Bold Humility: Walking the Tightrope of Confident Action

Posted: June 28, 2015 in Acting, Medical School, Neurosurgery
Tags: , , ,

Tom MboyaHow is he holding it together? I asked this question often while Tom Mboya was being grilled by a panel of veteran journalists on Meet the Press. I stumbled across an audio recording of this 56 year-old interview and I was riveted, not just by the content but by the poise of Mr. Mboya, a mere 28 years old at the time. Tom Mboya is widely regarded as one of Kenya’s greatest losses, an articulate and intelligent politician, gunned down by an assassin’s bullet at the age of 39. He was one of the fearless architects of Kenya’s independence, but what was there to learn from a 56 year old audio recording of this interview in the US? As it turns out, a lot.

One by one, each journalist asked Tom Mboya pointed questions essentially asking one question “Was Kenya really ready to govern itself.” Some of the questions were at best paternalistic and at worst condescending. Yet, Mr. Mboya remained calm and responded with thoughtful logic, well-crafted arguments and measured passion. It was such a refreshing change from the loud but often empty arguments that present themselves on many modern talk-shows where you wonder if anyone is really listening.

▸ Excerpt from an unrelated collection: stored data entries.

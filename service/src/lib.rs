//! Post, tag and post-tag association logic for the blog backend.
//!
//! The heart of the crate is [`PostsTagsService`], which replaces the tag set
//! of a post with a caller supplied list of names. Storage is reached only
//! through the traits in [`repository`]; [`repository::PostStore`],
//! [`repository::TagStore`] and [`repository::PostsTagsStore`] implement them
//! on top of any SeaORM connection or transaction.

mod error;
pub mod id;
mod lock;
mod posts_tags_service;
pub mod repository;
pub mod usecase;

pub use error::{Error, ResultExt};
pub use lock::PostLocks;
pub use posts_tags_service::{PostsTagsService, link_post_tags_in_transaction};

pub use sea_orm;
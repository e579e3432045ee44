use async_trait::async_trait;
use entity::{posts_tags, tag};
use sea_orm::{
    ColumnTrait, ConnectionTrait, EntityTrait, IntoActiveModel, PaginatorTrait, QueryFilter,
    QueryOrder, QuerySelect, Select,
};

use super::{Page, TagRepository, is_unique_violation};
use crate::{Error, ResultExt};

#[derive(Debug, Clone, Default, PartialEq, Eq)]
pub struct TagFilter {
    /// Substring the tag name must contain.
    pub name: Option<String>,
}

#[derive(Debug)]
pub struct TagStore<'a, C> {
    db: &'a C,
}

impl<'a, C: ConnectionTrait> TagStore<'a, C> {
    pub fn new(db: &'a C) -> Self {
        Self { db }
    }
}

fn filtered(filter: &TagFilter) -> Select<tag::Entity> {
    let mut select = tag::Entity::find();
    if let Some(name) = &filter.name {
        select = select.filter(tag::Column::Name.contains(name));
    }
    select
}

#[async_trait]
impl<C: ConnectionTrait> TagRepository for TagStore<'_, C> {
    async fn find_by_id(&self, id: &str) -> Result<tag::Model, Error> {
        tag::Entity::find_by_id(id.to_owned())
            .one(self.db)
            .await
            .with_context(|| "find tag")?
            .ok_or_else(|| Error::TagNotFound.context("find tag"))
    }

    async fn find_by_name(&self, name: &str) -> Result<tag::Model, Error> {
        tag::Entity::find()
            .filter(tag::Column::Name.eq(name))
            .one(self.db)
            .await
            .with_context(|| "find tag")?
            .ok_or_else(|| Error::TagNotFound.context("find tag"))
    }

    async fn find_by_post_id(&self, post_id: &str) -> Result<Vec<tag::Model>, Error> {
        tag::Entity::find()
            .inner_join(posts_tags::Entity)
            .filter(posts_tags::Column::PostId.eq(post_id))
            .order_by_asc(posts_tags::Column::Id)
            .all(self.db)
            .await
            .with_context(|| format!("find tags post id={post_id}"))
    }

    async fn find_all(&self, page: Page, filter: &TagFilter) -> Result<Vec<tag::Model>, Error> {
        let mut select = filtered(filter).order_by_asc(tag::Column::Id);
        if page.page_size > 0 {
            select = select.offset(page.offset).limit(page.page_size);
        }

        let tags = select
            .all(self.db)
            .await
            .with_context(|| "find all tags")?;
        if tags.is_empty() {
            return Err(Error::TagNotFound.context("find all tags"));
        }
        Ok(tags)
    }

    async fn count(&self, filter: &TagFilter) -> Result<u64, Error> {
        filtered(filter)
            .count(self.db)
            .await
            .with_context(|| "count tags")
    }

    async fn store(&self, tag: &tag::Model) -> Result<(), Error> {
        match tag::Entity::insert(tag.clone().into_active_model())
            .exec_without_returning(self.db)
            .await
        {
            Ok(_) => Ok(()),
            Err(err) if is_unique_violation(&err) => {
                Err(Error::TagAlreadyExisted.context("create tag"))
            }
            Err(err) => Err(Error::from(err).context("create tag")),
        }
    }

    async fn delete(&self, id: &str) -> Result<(), Error> {
        let res = tag::Entity::delete_by_id(id.to_owned())
            .exec(self.db)
            .await
            .with_context(|| "delete tag")?;
        if res.rows_affected == 0 {
            return Err(Error::TagNotFound.context("delete tag"));
        }
        Ok(())
    }
}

Mboya’s poise in this interview is a further example of something that has been on my mind lately, “bold humility.” I think of it as the sweet spot between confidence and deference. We have all witnessed (or perhaps even perpetrated) the ambitious and confident but ultimately obnoxious personality, with no awareness of personal limitations. On the other hand, we can be humble and deferential to the point that we neglect truth and justice for the sake of not “rocking the boat” or “keeping the peace.” And that is what struck me as so impressive in Mboya’s interview: Even though certain questions called into question the very intelligence of his people, he respectfully, yet boldly and without apology stated his goal, a free Kenya, now. I would submit (to use Mboya’s phrasing) that professional excellence arises from the mastery of the tension between humility and confidence or “bold humility”

In acting for example, the actor must be bold, walking onstage in front on thousands of people with thousands of lines in his head, memorized patterns of movement all over the stage and possibly lyrics, music and dance steps as well. All this is expected to be performed with precision, emotional availability and, where appropriate, flair and pomp. This can be done timidly, but to truly communicate the character, the actor has to risk everything, including public failure to truly shine. That takes boldness. And yet, the most accomplished actors know that the moment the performance becomes about them, the moment they lose the humility that puts the character first, the performance loses its truth and its power and rings false. And this line is so thin!

In medicine, patients expect a certain degree of confidence from their doctors. And yet, there are also those moments that require humility. Consider when the neurosurgeon has courageously taken on a difficult tumor surgery but pauses during the surgery and concludes it’s time to stop the operation. She is too close to a nerve, a vessel or language center. She has the humility to stop the operation there, but also had the boldness which allowed the patient a chance and perhaps bought more time to be around family. Again a thin line exists. How close is too close?

How does “bold humility” play into your choices?

Comments
  1. wwaruwai says:

    Great read JA! “We cannot know where we’re going unless we know where we’re coming from’ Waĩthanji 03.06.15

    Liked by 1 person

  2. Malaika says:

    Fascinating story about Tom Mboya! And I liked your correlation of bold humility to acting and medicine.